§ **PROBLEM DETAILS**: The answer is to be an exact copy of the lines below running from the line with "self.update_parts(|p| p.dismiss = Some(id));" down to the line with "trace!(overlay = %self, animation", both ends included, and nothing more.

Stored items
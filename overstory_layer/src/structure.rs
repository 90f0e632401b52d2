// Copyright 2025 the Overstory Authors
// SPDX-License-Identifier: Apache-2.0 OR MIT

//! Element structure of an overlay and its open/close animations.
//!
//! ```text
//! ov-<mode>                 layer container (align, position, size, class, nesting)
//! ├── ov-<mode>-backdrop    when configured
//! └── ov-<mode>-viewport    when configured; otherwise the box sits in the container
//!     └── ov-<mode>-box
//!         ├── ov-<mode>-content
//!         └── ov-<mode>-dismiss
//! ```

use futures::FutureExt;
use overstory_dom::{Element, ElementFlags, ElementId};
use tracing::trace;

use crate::error::MotionError;
use crate::motion::{self, Animation, MotionFuture, MotionOptions, settle_all};
use crate::overlay::{CloseOptions, Overlay, Parts};
use crate::stack::Layer;
use crate::triggers::DISMISS_ATTR;

/// Attribute marking a viewport so viewport lookups can find it.
pub const VIEWPORT_ATTR: &str = "ov-viewport";

/// Visual nesting depth of a new overlay of `mode` above `parent`.
///
/// Same-mode overlays stack their depths; a different mode starts over at zero.
pub fn suggest_visual_nesting(mode: &str, parent: &Layer) -> u32 {
    if parent.mode() == mode {
        parent.nesting() + 1
    } else {
        0
    }
}

/// Tag of `part` for overlays of `mode`, e.g. `ov-modal-box`.
pub fn selector(mode: &str, part: &str) -> String {
    format!("ov-{mode}-{part}")
}

impl Overlay {
    fn update_parts(&self, f: impl FnOnce(&mut Parts)) {
        let mut parts = self.parts.get();
        f(&mut parts);
        self.parts.set(parts);
    }

    fn affix_part(&self, parent: ElementId, part: &str) -> ElementId {
        let tag = selector(&self.config.mode, part);
        self.ctx
            .document_mut()
            .insert(Some(parent), Element::new(tag))
    }

    /// Build the container, backdrop, viewport, box, and content elements, moving
    /// `content` into the content element.
    pub(crate) fn create_elements(&self, content: Option<ElementId>) {
        let element = self.create_element();
        if self.config.backdrop {
            self.create_backdrop_element(element);
        }
        let box_parent = if self.config.viewport {
            self.create_viewport_element(element)
        } else {
            element
        };
        let box_element = self.create_box_element(box_parent);
        self.create_content_element(box_element, content);
    }

    fn create_element(&self) -> ElementId {
        let config = &self.config;
        let mut element = Element::new(format!("ov-{}", config.mode))
            .with_attr("nesting", self.nesting.to_string())
            .with_flags(ElementFlags::LAYER);
        for (name, value) in [
            ("align", &config.align),
            ("position", &config.position),
            ("size", &config.size),
            ("class", &config.class),
        ] {
            if let Some(value) = value {
                element = element.with_attr(name, value.as_str());
            }
        }
        let id = self
            .ctx
            .document_mut()
            .insert(Some(self.ctx.body()), element);
        self.update_parts(|p| p.element = Some(id));
        id
    }

    fn create_backdrop_element(&self, parent: ElementId) -> ElementId {
        let id = self.affix_part(parent, "backdrop");
        self.update_parts(|p| p.backdrop = Some(id));
        id
    }

    fn create_viewport_element(&self, parent: ElementId) -> ElementId {
        let id = self.affix_part(parent, "viewport");
        {
            let mut doc = self.ctx.document_mut();
            doc.set_attr(id, VIEWPORT_ATTR, "");
            doc.insert_flags(id, ElementFlags::VIEWPORT);
        }
        self.update_parts(|p| p.viewport = Some(id));
        id
    }

    fn create_box_element(&self, parent: ElementId) -> ElementId {
        let id = self.affix_part(parent, "box");
        self.update_parts(|p| p.box_element = Some(id));
        id
    }

    fn create_content_element(&self, parent: ElementId, content: Option<ElementId>) -> ElementId {
        let id = self.affix_part(parent, "content");
        if let Some(content) = content {
            self.ctx.document_mut().reparent(content, Some(id));
        }
        self.update_parts(|p| p.content = Some(id));
        id
    }

    /// Dismiss button inside the box. The accessible name lives on the button; the
    /// visible label is decorative.
    pub(crate) fn create_dismiss_element(&self) -> Option<ElementId> {
        let box_element = self.parts.get().box_element?;
        let tag = selector(&self.config.mode, "dismiss");
        let id = {
            let mut doc = self.ctx.document_mut();
            let id = doc.affix(
                box_element,
                &tag,
                [
                    (DISMISS_ATTR, "\":button\""),
                    ("aria-label", self.config.dismiss_aria_label.as_str()),
                    ("role", "button"),
                ],
            );
            let label = doc.affix(id, "span", [("aria-hidden", "true")]);
            doc.set_text(label, self.config.dismiss_label.as_str());
            id
        };
        self.update_parts(|p| p.dismiss = Some(id));
        Some(id)
    }

    fn animate(
        &self,
        element: Option<ElementId>,
        animation: &Animation,
        options: &MotionOptions,
    ) -> Option<MotionFuture> {
        let element = element?;
        trace!(overlay = %self, animation = animation.name(), "animate");
        let doc = self.ctx.document();
        self.ctx.motion().animate(&doc, element, animation, options)
    }

    /// Run the box and backdrop open animations together. Marks the overlay as
    /// visible once both settled successfully, unless it closed meanwhile.
    pub(crate) async fn start_open_animation(&self) -> Result<(), MotionError> {
        let settings = &self.config.open_motion;
        let parts = self.parts.get();
        let box_animation = self.animate(parts.box_element, &settings.animation, &settings.options);
        let backdrop_animation = if self.ctx.motion().is_none(&settings.animation) {
            None
        } else {
            self.animate(parts.backdrop, &settings.backdrop_animation, &settings.options)
        };
        settle_all(vec![box_animation, backdrop_animation]).await?;
        // A finished close has already removed the elements.
        if !self.is_closed() {
            self.was_ever_visible.set(true);
        }
        Ok(())
    }

    /// Run the close animations. The box only animates if it was ever visible.
    pub(crate) fn start_close_animation(&self, options: &CloseOptions) -> Option<MotionFuture> {
        let settings = &self.config.close_motion;
        let animation = options
            .animation
            .clone()
            .unwrap_or_else(|| settings.animation.clone());
        let timing = MotionOptions {
            duration: options.duration.or(settings.options.duration),
            easing: options
                .easing
                .clone()
                .or_else(|| settings.options.easing.clone()),
        };
        let parts = self.parts.get();
        let box_animation = if self.was_ever_visible.get() {
            self.animate(parts.box_element, &animation, &timing)
        } else {
            None
        };
        let backdrop_animation = if self.ctx.motion().is_none(&animation) {
            None
        } else {
            self.animate(parts.backdrop, &settings.backdrop_animation, &timing)
        };
        if box_animation.is_none() && backdrop_animation.is_none() {
            return None;
        }
        Some(settle_all(vec![box_animation, backdrop_animation]).boxed_local())
    }

    /// Animate the elements out, then remove them. Removal and `on_finished` run
    /// even when an animation fails; the failure is returned afterwards.
    pub(crate) async fn destroy_elements(&self, options: &CloseOptions) -> Result<(), MotionError> {
        let animation = self.start_close_animation(options);
        let result = match self.parts.get().element {
            Some(element) => motion::destroy(self.ctx.document_handle(), element, animation).await,
            None => match animation {
                Some(animation) => animation.await,
                None => Ok(()),
            },
        };
        self.on_elements_removed();
        if let Some(on_finished) = &options.on_finished {
            on_finished();
        }
        result
    }

    fn on_elements_removed(&self) {
        let pruned = self.ctx.events().prune();
        trace!(overlay = %self, pruned, "elements removed");
    }
}
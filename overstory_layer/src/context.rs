// Copyright 2025 the Overstory Authors
// SPDX-License-Identifier: Apache-2.0 OR MIT

//! Shared context: the document, its event hub, the layer stack, and injected collaborators.

use std::cell::{Ref, RefCell, RefMut};
use std::fmt;
use std::rc::Rc;

use futures::future::{self, LocalBoxFuture};
use futures::task::LocalSpawn;
use overstory_dom::{Document, Element, ElementFlags, ElementId};

use crate::config::Config;
use crate::events::EventHub;
use crate::motion::{InstantMotion, Motion};
use crate::stack::Stack;

/// Asks the user whether a close may proceed.
pub trait Confirm {
    /// Resolve to true to proceed.
    fn confirm(&self, message: &str) -> LocalBoxFuture<'static, bool>;
}

/// Confirms everything without asking.
#[derive(Clone, Copy, Debug, Default)]
pub struct AlwaysConfirm;

impl Confirm for AlwaysConfirm {
    fn confirm(&self, _message: &str) -> LocalBoxFuture<'static, bool> {
        Box::pin(future::ready(true))
    }
}

/// Everything overlays share.
pub struct Context {
    document: Rc<RefCell<Document>>,
    events: EventHub,
    stack: Stack,
    motion: Rc<dyn Motion>,
    spawner: Rc<dyn LocalSpawn>,
    confirmer: Rc<dyn Confirm>,
    config: Config,
    legacy_closers: bool,
    body: ElementId,
}

impl fmt::Debug for Context {
    fn fmt(&self, f: &mut fmt::Formatter<'_>) -> fmt::Result {
        f.debug_struct("Context")
            .field("document", &self.document.borrow())
            .field("events", &self.events)
            .field("stack", &self.stack.len())
            .field("legacy_closers", &self.legacy_closers)
            .finish_non_exhaustive()
    }
}

impl Context {
    /// Start building a context whose close requests are spawned on `spawner`.
    pub fn builder(spawner: impl LocalSpawn + 'static) -> ContextBuilder {
        ContextBuilder {
            spawner: Rc::new(spawner),
            motion: Rc::new(InstantMotion),
            confirmer: Rc::new(AlwaysConfirm),
            config: Config::default(),
            legacy_closers: false,
        }
    }

    /// Shared document handle.
    pub fn document_handle(&self) -> &Rc<RefCell<Document>> {
        &self.document
    }

    /// Borrow the document.
    pub fn document(&self) -> Ref<'_, Document> {
        self.document.borrow()
    }

    /// Borrow the document mutably.
    pub fn document_mut(&self) -> RefMut<'_, Document> {
        self.document.borrow_mut()
    }

    /// The event hub.
    pub fn events(&self) -> &EventHub {
        &self.events
    }

    /// The layer stack.
    pub fn stack(&self) -> &Stack {
        &self.stack
    }

    /// The animation engine.
    pub fn motion(&self) -> &dyn Motion {
        &*self.motion
    }

    /// Where close requests from event handlers run.
    pub fn spawner(&self) -> &dyn LocalSpawn {
        &*self.spawner
    }

    /// The confirmation collaborator.
    pub fn confirmer(&self) -> &dyn Confirm {
        &*self.confirmer
    }

    /// Per-mode defaults.
    pub fn config(&self) -> &Config {
        &self.config
    }

    /// Whether `[ov-close]` still works as a dismiss closer.
    pub fn legacy_closers(&self) -> bool {
        self.legacy_closers
    }

    /// The root layer's element.
    pub fn body(&self) -> ElementId {
        self.body
    }
}

/// Builder for [`Context`].
pub struct ContextBuilder {
    spawner: Rc<dyn LocalSpawn>,
    motion: Rc<dyn Motion>,
    confirmer: Rc<dyn Confirm>,
    config: Config,
    legacy_closers: bool,
}

impl fmt::Debug for ContextBuilder {
    fn fmt(&self, f: &mut fmt::Formatter<'_>) -> fmt::Result {
        f.debug_struct("ContextBuilder")
            .field("config", &self.config)
            .field("legacy_closers", &self.legacy_closers)
            .finish_non_exhaustive()
    }
}

impl ContextBuilder {
    /// Use `motion` as the animation engine. Defaults to [`InstantMotion`].
    #[must_use]
    pub fn motion(mut self, motion: impl Motion + 'static) -> Self {
        self.motion = Rc::new(motion);
        self
    }

    /// Use `confirmer` for confirmation prompts. Defaults to [`AlwaysConfirm`].
    #[must_use]
    pub fn confirmer(mut self, confirmer: impl Confirm + 'static) -> Self {
        self.confirmer = Rc::new(confirmer);
        self
    }

    /// Use `config` for per-mode defaults.
    #[must_use]
    pub fn config(mut self, config: Config) -> Self {
        self.config = config;
        self
    }

    /// Keep honoring the deprecated `[ov-close]` closer attribute.
    #[must_use]
    pub fn legacy_closers(mut self, enabled: bool) -> Self {
        self.legacy_closers = enabled;
        self
    }

    /// Create the document with its body element and return the context.
    pub fn build(self) -> Rc<Context> {
        let mut document = Document::new();
        let body = document.insert(None, Element::new("body").with_flags(ElementFlags::LAYER));
        let document = Rc::new(RefCell::new(document));
        Rc::new(Context {
            events: EventHub::new(document.clone(), body),
            document,
            stack: Stack::default(),
            motion: self.motion,
            spawner: self.spawner,
            confirmer: self.confirmer,
            config: self.config,
            legacy_closers: self.legacy_closers,
            body,
        })
    }
}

§ **RESPONSE TO THE EXERCISE**:
        self.update_parts(|p| p.dismiss = Some(id));
        Some(id)
    }

    fn animate(
        &self,
        element: Option<ElementId>,
        animation: &Animation,
        options: &MotionOptions,
    ) -> Option<MotionFuture> {
        let element = element?;
        trace!(overlay = %self, animation = animation.name(), "animate");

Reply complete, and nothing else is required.